fn clamp_volume(volume: f32) -> f32 {
    if volume.is_nan() {
        0.0
    } else {
        volume.clamp(0.0, 1.0)
    }
}

/// 一个已打开的输出设备
pub trait PlaybackDevice: Send {
    /// 绑定帧源并开始由设备回调拉取
    fn start(&mut self, source: PcmFrameSource) -> Result<(), PlayerError>;
    /// 继续从已绑定的帧源拉取；没有绑定、已关闭或帧源已耗尽时失败
    fn resume(&mut self) -> Result<(), PlayerError>;
    /// 暂停回调，保留已绑定的帧源
    fn stop(&mut self);
    /// 释放底层音频句柄，可重复调用
    fn close(&mut self);
}

/// 输出后端
pub trait AudioBackend: Send + Sync {
    fn open_device(
        &self,
        sample_rate: u32,
        channel_count: u16,
        volume: SharedVolume,
    ) -> Result<Box<dyn PlaybackDevice>, PlayerError>;
}

/// 音频输出配置
#[derive(Debug, Clone)]
pub struct OutputConfig {
    pub sample_rate: u32,
    pub channels: u16,
    /// 每次从帧源拉取的帧数
    pub period_frames: usize,
    /// 回调前的缓冲块数
    pub queue_depth: usize,
}

impl Default for OutputConfig {
    fn default() -> Self {
        Self {
            sample_rate: 44100,
            channels: 2,
            period_frames: 1024,
            queue_depth: 8,
        }
    }
}

/// cpal 输出后端
#[derive(Debug, Clone)]
pub struct CpalBackend {
    period_frames: usize,
    queue_depth: usize,
}

impl CpalBackend {
    pub fn new(period_frames: usize, queue_depth: usize) -> Self {
        Self {
            period_frames: period_frames.max(1),
            queue_depth: queue_depth.max(1),
        }
    }
}

impl Default for CpalBackend {
    fn default() -> Self {
        let config = OutputConfig::default();
        Self::new(config.period_frames, config.queue_depth)
    }
}

impl AudioBackend for CpalBackend {
    fn open_device(
        &self,
        sample_rate: u32,
        channel_count: u16,
        volume: SharedVolume,
    ) -> Result<Box<dyn PlaybackDevice>, PlayerError> {
        let config = OutputConfig {
            sample_rate,
            channels: channel_count,
            period_frames: self.period_frames,
            queue_depth: self.queue_depth,
        };
        Ok(Box::new(CpalDevice::open(config, volume)?))
    }
}

/// 设备线程对启动/恢复命令的应答
type Reply = Sender<Result<(), PlayerError>>;

enum DeviceCommand {
    Start(PcmFrameSource, Reply),
    Resume(Reply),
    Stop,
    Close,
}

/// cpal 输出设备句柄
pub struct CpalDevice {
    cmd_tx: Sender<DeviceCommand>,
    drained: Arc<AtomicBool>,
    bound: bool,
    closed: bool,
}

impl CpalDevice {
    /// 在设备线程上打开默认输出设备，等待其就绪
    pub fn open(config: OutputConfig, volume: SharedVolume) -> Result<Self, PlayerError> {
        let (cmd_tx, cmd_rx) = bounded(8);
        let (ready_tx, ready_rx) = bounded(1);
        let drained = Arc::new(AtomicBool::new(false));
        let drained_clone = drained.clone();

        thread::spawn(move || {
            run_device(config, volume, drained_clone, cmd_rx, ready_tx);
        });

        match ready_rx.recv() {
            Ok(Ok(())) => Ok(Self {
                cmd_tx,
                drained,
                bound: false,
                closed: false,
            }),
            Ok(Err(e)) => Err(e),
            Err(_) => Err(PlayerError::DeviceOpenFailure(
                "device thread exited before opening".into(),
            )),
        }
    }

    fn send(&self, cmd: DeviceCommand) -> Result<(), PlayerError> {
        self.cmd_tx
            .send(cmd)
            .map_err(|_| PlayerError::DeviceOpenFailure("device thread is gone".into()))
    }

    /// 发送命令并等待设备线程确认 stream 已开始播放
    fn request(&self, cmd: impl FnOnce(Reply) -> DeviceCommand) -> Result<(), PlayerError> {
        let (reply_tx, reply_rx) = bounded(1);
        self.send(cmd(reply_tx))?;
        reply_rx.recv().unwrap_or_else(|_| {
            Err(PlayerError::DeviceOpenFailure(
                "device thread exited without replying".into(),
            ))
        })
    }
}

impl PlaybackDevice for CpalDevice {
    fn start(&mut self, source: PcmFrameSource) -> Result<(), PlayerError> {
        if self.closed {
            return Err(PlayerError::DeviceOpenFailure("device is closed".into()));
        }
        if self.bound {
            return Err(PlayerError::DeviceOpenFailure(
                "device already has a frame source".into(),
            ));
        }
        self.request(|reply| DeviceCommand::Start(source, reply))?;
        self.bound = true;
        Ok(())
    }

    fn resume(&mut self) -> Result<(), PlayerError> {
        if self.closed || !self.bound {
            return Err(PlayerError::DeviceOpenFailure("no frame source bound".into()));
        }
        if self.drained.load(Ordering::Acquire) {
            return Err(PlayerError::DeviceOpenFailure("frame source exhausted".into()));
        }
        self.request(DeviceCommand::Resume)
    }

    fn stop(&mut self) {
        if !self.closed {
            let _ = self.send(DeviceCommand::Stop);
        }
    }

    fn close(&mut self) {
        if !std::mem::replace(&mut self.closed, true) {
            let _ = self.send(DeviceCommand::Close);
        }
    }
}

impl Drop for CpalDevice {
    fn drop(&mut self) {
        self.close();
    }
}

fn run_device(
    config: OutputConfig,
    volume: SharedVolume,
    drained: Arc<AtomicBool>,
    cmd_rx: Receiver<DeviceCommand>,
    ready_tx: Sender<Result<(), PlayerError>>,
) {
    let (sample_tx, sample_rx) = bounded::<Vec<i16>>(config.queue_depth);

    let stream = match build_stream(&config, sample_rx, volume) {
        Ok(s) => s,
        Err(e) => {
            let _ = ready_tx.send(Err(e));
            return;
        }
    };
    let _ = ready_tx.send(Ok(()));

    serve_commands(&stream, config.period_frames, sample_tx, drained, cmd_rx);
    // stream 在这里释放，采样通道随之关闭，pump 线程在下一次发送时退出
}

/// 设备线程需要的 stream 控制操作
trait StreamControl {
    fn start_output(&self) -> Result<(), PlayerError>;
    fn pause_output(&self) -> Result<(), PlayerError>;
}

impl StreamControl for Stream {
    fn start_output(&self) -> Result<(), PlayerError> {
        self.play().map_err(|e| PlayerError::DeviceOpenFailure(e.to_string()))
    }

    fn pause_output(&self) -> Result<(), PlayerError> {
        self.pause().map_err(|e| PlayerError::DeviceOpenFailure(e.to_string()))
    }
}

fn serve_commands<S: StreamControl>(
    stream: &S,
    period_frames: usize,
    sample_tx: Sender<Vec<i16>>,
    drained: Arc<AtomicBool>,
    cmd_rx: Receiver<DeviceCommand>,
) {
    let mut sample_tx = Some(sample_tx);

    while let Ok(cmd) = cmd_rx.recv() {
        match cmd {
            DeviceCommand::Start(source, reply) => {
                let result = stream.start_output();
                match (&result, sample_tx.take()) {
                    (Ok(()), Some(tx)) => {
                        let drained = drained.clone();
                        thread::spawn(move || pump(source, period_frames, tx, drained));
                    }
                    (Err(e), _) => log::error!("Failed to start output stream: {}", e),
                    (Ok(()), None) => log::warn!("Output stream already has a frame source"),
                }
                let _ = reply.send(result);
            }
            DeviceCommand::Resume(reply) => {
                let result = stream.start_output();
                if let Err(e) = &result {
                    log::error!("Failed to resume output stream: {}", e);
                }
                let _ = reply.send(result);
            }
            DeviceCommand::Stop => {
                if let Err(e) = stream.pause_output() {
                    log::warn!("Failed to pause output stream: {}", e);
                }
            }
            DeviceCommand::Close => break,
        }
    }
}

/// 按周期从帧源拉取 s16le 数据并送入回调队列
fn pump(source: PcmFrameSource, period_frames: usize, tx: Sender<Vec<i16>>, drained: Arc<AtomicBool>) {
    for chunk in source.chunks(period_frames) {
        let samples: Vec<i16> = chunk
            .chunks_exact(2)
            .map(|b| i16::from_le_bytes([b[0], b[1]]))
            .collect();
        if tx.send(samples).is_err() {
            return;
        }
    }
    drained.store(true, Ordering::Release);
}

fn build_stream(
    config: &OutputConfig,
    sample_rx: Receiver<Vec<i16>>,
    volume: SharedVolume,
) -> Result<Stream, PlayerError> {
    let host = cpal::default_host();
    let device = host
        .default_output_device()
        .ok_or_else(|| PlayerError::DeviceOpenFailure("no output device available".into()))?;

    let supported_config = device
        .supported_output_configs()
        .map_err(|e| PlayerError::DeviceOpenFailure(e.to_string()))?
        .filter(|c| {
            c.channels() == config.channels
                && c.min_sample_rate().0 <= config.sample_rate
                && c.max_sample_rate().0 >= config.sample_rate
        })
        .filter_map(|c| format_rank(c.sample_format()).map(|rank| (rank, c)))
        .min_by_key(|(rank, _)| *rank)
        .map(|(_, c)| c)
        .ok_or_else(|| {
            PlayerError::DeviceOpenFailure(format!(
                "no output config for {} Hz / {} channels",
                config.sample_rate, config.channels
            ))
        })?;

    let sample_format = supported_config.sample_format();
    let stream_config: StreamConfig = supported_config
        .with_sample_rate(cpal::SampleRate(config.sample_rate))
        .into();

    let feeder = CallbackFeeder::new(sample_rx, volume);
    let stream = match sample_format {
        SampleFormat::I16 => build_typed::<i16>(&device, &stream_config, feeder),
        _ => build_typed::<f32>(&device, &stream_config, feeder),
    }?;

    // 创建后先保持暂停，等待绑定帧源
    let _ = stream.pause();
    Ok(stream)
}

fn format_rank(format: SampleFormat) -> Option<u8> {
    match format {
        SampleFormat::I16 => Some(0),
        SampleFormat::F32 => Some(1),
        _ => None,
    }
}

fn build_typed<T>(
    device: &cpal::Device,
    config: &StreamConfig,
    mut feeder: CallbackFeeder,
) -> Result<Stream, PlayerError>
where
    T: SizedSample + FromSample<f32> + 'static,
{
    device
        .build_output_stream(
            config,
            move |data: &mut [T], _: &cpal::OutputCallbackInfo| feeder.fill(data),
            |err| {
                log::error!("Audio output error: {}", err);
            },
            None,
        )
        .map_err(|e| PlayerError::DeviceOpenFailure(e.to_string()))
}

/// 音频回调侧：只做非阻塞的 `try_recv`，欠载时输出静音
struct CallbackFeeder {
    rx: Receiver<Vec<i16>>,
    pending: Vec<i16>,
    cursor: usize,
    volume: SharedVolume,
}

━━━━━━━━━━━━━━━━

■ **Task directions**:
Whenever the word "Receiver" appears in a line above, copy that line.

■ **Solution**:
    cmd_rx: Receiver<DeviceCommand>,
    cmd_rx: Receiver<DeviceCommand>,
    sample_rx: Receiver<Vec<i16>>,
    rx: Receiver<Vec<i16>>,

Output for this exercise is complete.